Was die Opfer dieser Epidemie, die Kinder, betrifft, so sind die meisten inzwischen zehn Jahre alt. Ihre Familien kämpfen jeden Tag darum, ihnen die grundlegende Pflege zu bieten und die vielen Schwierigkeiten zu bewältigen, da sie schwer behindert sind. Obwohl der Kongress einen Gesetzentwurf vorgelegt hat, der diesen Kindern eine lebenslange monatliche Beihilfe von 7.700 Real (1.350 US-Dollar) garantieren soll, hat sich die Regierung Lula dagegen ausgesprochen, da dies Menschen mit anderen Behinderungen diskriminieren würde. Um die Proteste zu überwinden, verabschiedete die Regierung eine vorläufige Maßnahme, die jedem Kind, das Opfer des Zika-Virus geworden ist, 60.000 Real (10.521 Dollar) auf einmal auszahlt.
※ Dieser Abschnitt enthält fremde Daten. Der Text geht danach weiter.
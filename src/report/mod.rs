pub mod exporter;
pub mod preview;

pub use exporter::{ReportExporter, RAW_ITEMS_FILE, SUMMARY_FILE};
pub use preview::{format_preview, format_summary_table};
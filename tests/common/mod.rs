//! Common test utilities and helpers
//!
//! - Database fixtures and seeding
//! - Token helpers
//! - A real server on a local port with a socket client
//! - Custom assertion macros

#![allow(dead_code)]

pub mod assertions;
pub mod auth_helpers;
pub mod database;
pub mod server;

// Re-export commonly used utilities
pub use auth_helpers::*;
pub use database::*;
pub use server::*;
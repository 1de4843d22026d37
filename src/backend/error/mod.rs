//! Backend Error Module
//!
//! # Module Structure
//!
//! ```text
//! error/
//! ├── mod.rs        - Module exports and documentation
//! ├── types.rs      - AuthError and BackendError
//! └── conversion.rs - IntoResponse implementations
//! ```
//!
//! # Error Types
//!
//! - `AuthError` - Handshake rejection reasons
//! - `BackendError::Unauthenticated` - Wraps `AuthError`
//! - `BackendError::NotAuthorized` - Sender is not a live group member
//! - `BackendError::NotFound` - Referenced entity is missing
//! - `BackendError::Persistence` - Storage failures
//! - `BackendError::Validation` - Payload decoding and validation errors
//! - `BackendError::Serialization` - JSON encoding errors

/// Error type definitions
pub mod types;

/// Error conversion implementations
pub mod conversion;

// Re-export commonly used types
pub use types::{AuthError, BackendError};
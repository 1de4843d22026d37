/**
 * Database Operations for Tasks
 *
 * Tasks are created and edited through the REST layer; the relay reads a
 * task with its ordered assignee list to route update notifications.
 */

use chrono::{DateTime, Utc};
use sqlx::SqlitePool;
use uuid::Uuid;

use crate::shared::message::timestamp_now;
use crate::shared::Task;

/// Create a task with its initial assignees
pub async fn create_task(
    pool: &SqlitePool,
    project_id: Uuid,
    title: &str,
    assignees: &[Uuid],
) -> Result<Task, sqlx::Error> {
    let task = Task {
        id: Uuid::new_v4(),
        project_id,
        title: title.to_string(),
        status: "todo".to_string(),
        assignees: Vec::new(),
        updated_at: timestamp_now(),
    };

    sqlx::query(
        r#"
        INSERT INTO tasks (id, project_id, title, status, updated_at)
        VALUES (?, ?, ?, ?, ?)
        "#,
    )
    .bind(task.id)
    .bind(task.project_id)
    .bind(&task.title)
    .bind(&task.status)
    .bind(task.updated_at)
    .execute(pool)
    .await?;

    set_assignees(pool, task.id, assignees).await?;

    Ok(Task {
        assignees: assignees.to_vec(),
        ..task
    })
}

/// Replace a task's assignee list, preserving the given order
pub async fn set_assignees(
    pool: &SqlitePool,
    task_id: Uuid,
    assignees: &[Uuid],
) -> Result<(), sqlx::Error> {
    let mut tx = pool.begin().await?;

    sqlx::query("DELETE FROM task_assignees WHERE task_id = ?")
        .bind(task_id)
        .execute(&mut *tx)
        .await?;

    for (position, user_id) in assignees.iter().enumerate() {
        sqlx::query(
            r#"
            INSERT OR IGNORE INTO task_assignees (task_id, user_id, position)
            VALUES (?, ?, ?)
            "#,
        )
        .bind(task_id)
        .bind(user_id)
        .bind(position as i64)
        .execute(&mut *tx)
        .await?;
    }

    sqlx::query("UPDATE tasks SET updated_at = ? WHERE id = ?")
        .bind(timestamp_now())
        .bind(task_id)
        .execute(&mut *tx)
        .await?;

    tx.commit().await
}

/// Load a task and its assignees
pub async fn find_task(pool: &SqlitePool, task_id: Uuid) -> Result<Option<Task>, sqlx::Error> {
    #[derive(sqlx::FromRow)]
    struct TaskRow {
        id: Uuid,
        project_id: Uuid,
        title: String,
        status: String,
        updated_at: DateTime<Utc>,
    }

    let Some(row) = sqlx::query_as::<_, TaskRow>(
        r#"
        SELECT id, project_id, title, status, updated_at
        FROM tasks
        WHERE id = ?
        "#,
    )
    .bind(task_id)
    .fetch_optional(pool)
    .await?
    else {
        return Ok(None);
    };

    let assignees: Vec<Uuid> = sqlx::query_scalar(
        r#"
        SELECT user_id
        FROM task_assignees
        WHERE task_id = ?
        ORDER BY position ASC
        "#,
    )
    .bind(task_id)
    .fetch_all(pool)
    .await?;

    Ok(Some(Task {
        id: row.id,
        project_id: row.project_id,
        title: row.title,
        status: row.status,
        assignees,
        updated_at: row.updated_at,
    }))
}
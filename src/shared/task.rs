//! Task snapshot used by the task event relay.

use chrono::{DateTime, Utc};
use serde::{Deserialize, Serialize};
use uuid::Uuid;

#[derive(Debug, Clone, Serialize, Deserialize, PartialEq, Eq)]
#[serde(rename_all = "camelCase")]
pub struct Task {
    pub id: Uuid,
    pub project_id: Uuid,
    pub title: String,
    pub status: String,
    /// Assigned users, in assignment order
    pub assignees: Vec<Uuid>,
    pub updated_at: DateTime<Utc>,
}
Aber für die Familien ist das nicht genug.

„Dieser Betrag würde nicht einmal ausreichen, um die orthopädische Operation der unzähligen Missbildungen unserer Kinder zu bezahlen. Das reicht nicht. Die Behinderungen unserer Kinder sind nicht genetisch bedingt und auch nicht auf medizinische Fehler zurückzuführen. Es war Umweltrassismus, weil wir in einem anfälligen Zustand waren und die Regierung die Verbreitung von Moskitos nicht gestoppt hat. Das alles ist die Schuld des brasilianischen Staates“, erklärte Germana Soares, nationale Vizepräsidentin von UniZika Brasil und Mutter des 10-jährigen Guilherme, der an Mikrozephalie leidet, gegenüber der Nachrichtenseite O Globo. Derzeit ist die Prävention nach wie vor die wichtigste Strategie gegen das Zika-Virus, wobei der Schwerpunkt auf der Bekämpfung von Mücken und der Verwendung von Repellentien liegt. Vor kurzem haben Experten Alarm geschlagen: Ohne angemessene Präventionsmaßnahmen könnten durch Mücken übertragene Krankheiten wie Zika aufgrund des Klimawandels in neuen Regionen, einschließlich Europa, endemisch werden.